The results were given in Table 1. Shi clan in this study can trace their common ancestor to Duke Zhao Shi 885–957 years ago (ya) and Cào clan can trace their ancestor to Miaorong Cào 603–673 ya. The BATWING method applying genealogical mutation rates, OMRB and lmMR, gave the best-fit estimations, 859.7 and 887.0 ya for Duke Zhao Shi and 671.1 and 704.5 ya for Miaorong Cào. The OMRS rate in BATWING has underestimated the time for Shi and Cào at about 200~270 and 70~140 years shorter, respectively. However, the estimates using evolutionary mutation rate are 3~4 times larger than the real time. On the contrary, the ASD method using genealogical mutation rates has given the results 3~4 times smaller than the real time. While applying evolutionary rate, ASD gives 1207.7 and 1035.2 ya for Shi and Cào, respectively, although quite near their real living time but still has 200~300-year deviation.
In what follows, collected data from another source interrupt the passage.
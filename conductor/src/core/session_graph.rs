//! Session graph recording for run traces.

use crate::core::types::{SessionEdge, SessionGraph, SessionNode};

impl SessionGraph {
    /// Record a node unless an identical one is already present.
    pub fn add_node(&mut self, node: SessionNode) {
        if !self.nodes.contains(&node) {
            self.nodes.push(node);
        }
    }

    /// Append a delegation edge. Edges are never deduplicated.
    pub fn add_edge(&mut self, from: &str, to: &str, reason: Option<String>) {
        self.edges.push(SessionEdge {
            from_agent_id: from.to_string(),
            to_agent_id: to.to_string(),
            reason,
        });
    }
}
We changed the generation time to 31~32 years as Fenner proposed [19] and also got very similar results.

Table 1 Time estimation in two deep-rooting pedigrees using both BATWING and ASD method (time in years)
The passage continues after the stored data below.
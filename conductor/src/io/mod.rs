//! I/O adapters: configuration, on-disk layout, ports and their default implementations.

pub mod config;
pub mod init;
pub mod manifest;
pub mod ports;
pub mod process;
pub mod prompt;
pub mod provider;
pub mod session;
pub mod skills;
pub mod trace;
pub mod workspace_fs;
In this study, we used two deep-rooting pedigrees with full records and reliable dates to directly evaluate the Y chromosomal STR mutation rates and dating methods. We found that the Y chromosomal genealogical mutation rates (OMRB and lmMR) in BATWING method can give the best-fit estimation for historical lineage dating, which could provide a very efficient and reliable way for genealogy and historical anthropology researches.